What if P implies Q is false when both P and Q are false?

Question

This is actually a problem that our professor gave us, and I'm clueless of how to answer this. I browsed through various sources, but none were helpful regarding this question.

The question is,

In the definition of semantics of logic, P implies Q is defined as true under the assignment of both P and Q are false. Although this is rather unusual at a glance, explain what would be the issue with logic, if the definition is differently.

Any helpful answer is highly appreciated.

Answer 1

This question is a soft question IMO, it assumes there's common ground about what "should be true" independent of definitions but it doesn't clarify what those assumptions are. If I were to break it down, I'd say it's looking for a particular bit of reasoning (e.g. a proof or an inference rule) to hold and then asking you to show that that reasoning would be invalid if we defined the semantics of implication differently. In essence it's asking if there exists a proof that, under this new model, would be invalid.

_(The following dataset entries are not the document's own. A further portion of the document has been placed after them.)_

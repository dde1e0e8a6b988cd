use std::collections::{HashMap, HashSet};

use axum::body::Bytes;
use axum::extract::ws::Message;
use tokio::sync::{mpsc, RwLock};

use filehub_core::locking::LockOwner;
use filehub_core::types::{DbId, Timestamp};

/// Channel sender half for pushing messages to a WebSocket connection.
pub type WsSender = mpsc::UnboundedSender<Message>;

/// Metadata for a single WebSocket connection.
pub struct WsConnection {
    /// The authenticated identity behind the connection.
    pub user: LockOwner,
    /// Channel sender for outbound messages to this connection.
    pub sender: WsSender,
    /// When this connection was established.
    pub connected_at: Timestamp,
}

/// Manages all active WebSocket connections and their file rooms.
///
/// A room groups the connections currently collaborating on one file;
/// content updates are delivered room-scoped, excluding the sender.
/// Thread-safe via interior `RwLock`; designed to be wrapped in `Arc` and
/// shared across the application.
pub struct WsManager {
    connections: RwLock<HashMap<String, WsConnection>>,
    /// file_id -> member connection ids.
    rooms: RwLock<HashMap<String, HashSet<String>>>,
}

impl WsManager {
    /// Create a new, empty connection manager.
    pub fn new() -> Self {
        Self {
            connections: RwLock::new(HashMap::new()),
            rooms: RwLock::new(HashMap::new()),
        }
    }

    /// Register a new connection.
    ///
    /// Returns the receiver half of the message channel so the caller can
    /// forward messages to the WebSocket sink.
    pub async fn add(&self, conn_id: String, user: LockOwner) -> mpsc::UnboundedReceiver<Message> {
        let (tx, rx) = mpsc::unbounded_channel();
        let conn = WsConnection {
            user,
            sender: tx,
            connected_at: chrono::Utc::now(),
        };
        self.connections.write().await.insert(conn_id, conn);
        rx
    }

    /// Remove a connection and evict it from every room it joined.
    pub async fn remove(&self, conn_id: &str) {
        self.connections.write().await.remove(conn_id);
        let mut rooms = self.rooms.write().await;
        rooms.retain(|_, members| {
            members.remove(conn_id);
            !members.is_empty()
        });
    }

    /// Add a connection to a file's room.
    pub async fn join_room(&self, file_id: &str, conn_id: &str) {
        self.rooms
            .write()
            .await
            .entry(file_id.to_string())
            .or_default()
            .insert(conn_id.to_string());
    }

    /// Remove a connection from a file's room. Empty rooms are dropped.
    pub async fn leave_room(&self, file_id: &str, conn_id: &str) {
        let mut rooms = self.rooms.write().await;
        if let Some(members) = rooms.get_mut(file_id) {
            members.remove(conn_id);
            if members.is_empty() {
                rooms.remove(file_id);
            }
        }
    }

    /// Current members of a file's room.
    pub async fn room_members(&self, file_id: &str) -> Vec<String> {
        self.rooms
            .read()
            .await
            .get(file_id)
            .map(|members| members.iter().cloned().collect())
            .unwrap_or_default()
    }

    /// Broadcast a message to all connected clients.
    ///
    /// Connections whose send channels are closed are silently skipped
    /// (they will be cleaned up on their next receive loop iteration).
    pub async fn broadcast(&self, message: Message) {
        let conns = self.connections.read().await;
        for conn in conns.values() {
            let _ = conn.sender.send(message.clone());
        }
    }

    /// Send a message to every member of a file's room, optionally
    /// excluding one connection (typically the sender of a content change).
    ///
    /// Returns the number of connections the message was sent to.
    pub async fn broadcast_to_room(
        &self,
        file_id: &str,
        message: Message,
        exclude: Option<&str>,
    ) -> usize {
        let members = self.room_members(file_id).await;
        let conns = self.connections.read().await;
        let mut count = 0;
        for member in &members {
            if exclude == Some(member.as_str()) {
                continue;
            }
            if let Some(conn) = conns.get(member) {
                let _ = conn.sender.send(message.clone());
                count += 1;
            }
        }
        count
    }

    /// Send a message to one connection. Returns `false` if the connection
    /// is unknown or its channel is closed.
    pub async fn send_to_connection(&self, conn_id: &str, message: Message) -> bool {
        let conns = self.connections.read().await;
        match conns.get(conn_id) {
            Some(conn) => conn.sender.send(message).is_ok(),
            None => false,
        }
    }

    /// Return the current number of active connections.
    pub async fn connection_count(&self) -> usize {
        self.connections.read().await.len()
    }

    /// Return the number of distinct authenticated users currently
    /// connected (a user may hold several connections).
    pub async fn user_count(&self) -> usize {
        let conns = self.connections.read().await;
        let users: HashSet<DbId> = conns.values().map(|c| c.user.id).collect();
        users.len()
    }

    /// Send a Close frame to every connection, then clear the map.
    ///
    /// Used during graceful shutdown to notify all clients before the
    /// server stops accepting new connections.
    pub async fn shutdown_all(&self) {
        let mut conns = self.connections.write().await;
        let count = conns.len();
        for conn in conns.values() {
            let _ = conn.sender.send(Message::Close(None));
        }
        conns.clear();
        self.rooms.write().await.clear();
        tracing::info!(count, "Closed all WebSocket connections");
    }

    /// Send a Ping frame to every connected client.
    ///
    /// Used by the heartbeat task to keep connections alive and detect
    /// stale ones.
    pub async fn ping_all(&self) {
        let conns = self.connections.read().await;
        for conn in conns.values() {
            let _ = conn.sender.send(Message::Ping(Bytes::new()));
        }
    }
}

impl Default for WsManager {
    fn default() -> Self {
        Self::new()
    }
}
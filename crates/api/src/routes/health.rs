use axum::extract::State;
use axum::{routing::get, Json, Router};
use serde::Serialize;

use crate::state::AppState;

/// Health check response payload.
#[derive(Serialize)]
pub struct HealthResponse {
    /// Overall service status.
    pub status: &'static str,
    /// Crate version from Cargo.toml.
    pub version: &'static str,
    /// Whether the database is reachable.
    pub db_healthy: bool,
}

/// GET /health -- returns service and database health.
async fn health_check(State(state): State<AppState>) -> Json<HealthResponse> {
    let db_healthy = filehub_db::health_check(&state.pool).await.is_ok();

    let status = if db_healthy { "ok" } else { "degraded" };

    Json(HealthResponse {
        status,
        version: env!("CARGO_PKG_VERSION"),
        db_healthy,
    })
}

/// Mount health check routes (intended for root-level, NOT under `/api/v1`).
pub fn router() -> Router<AppState> {
    Router::new().route("/health", get(health_check))
}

Consider $\neg (Q \vee \neg Q) \to \neg (Q \vee \neg Q)$ which is provable, and should be valid in all models (no matter what we assign to $Q$ that is). As a general rule of reasoning it should always hold that $P \to P$ no matter what. I posit this is sufficiently fundamental common ground of "what should be true". So if we find this reasoning invalid, we have our soft contradiction. We can construct instances of $P$ for which $P$ is certainly false as shown above. So despite the very reasonable proof of $\neg (Q \vee \neg Q) \to \neg (Q \vee \neg Q)$ that would actually be false under the model...in fact it's negation would be valid in the model!

Answer 2

In classical propositional logic, we define $P \rightarrow Q$ to be $\neg P \vee Q$. But if we redefined the semantics of implication as suggested above, this would no longer hold.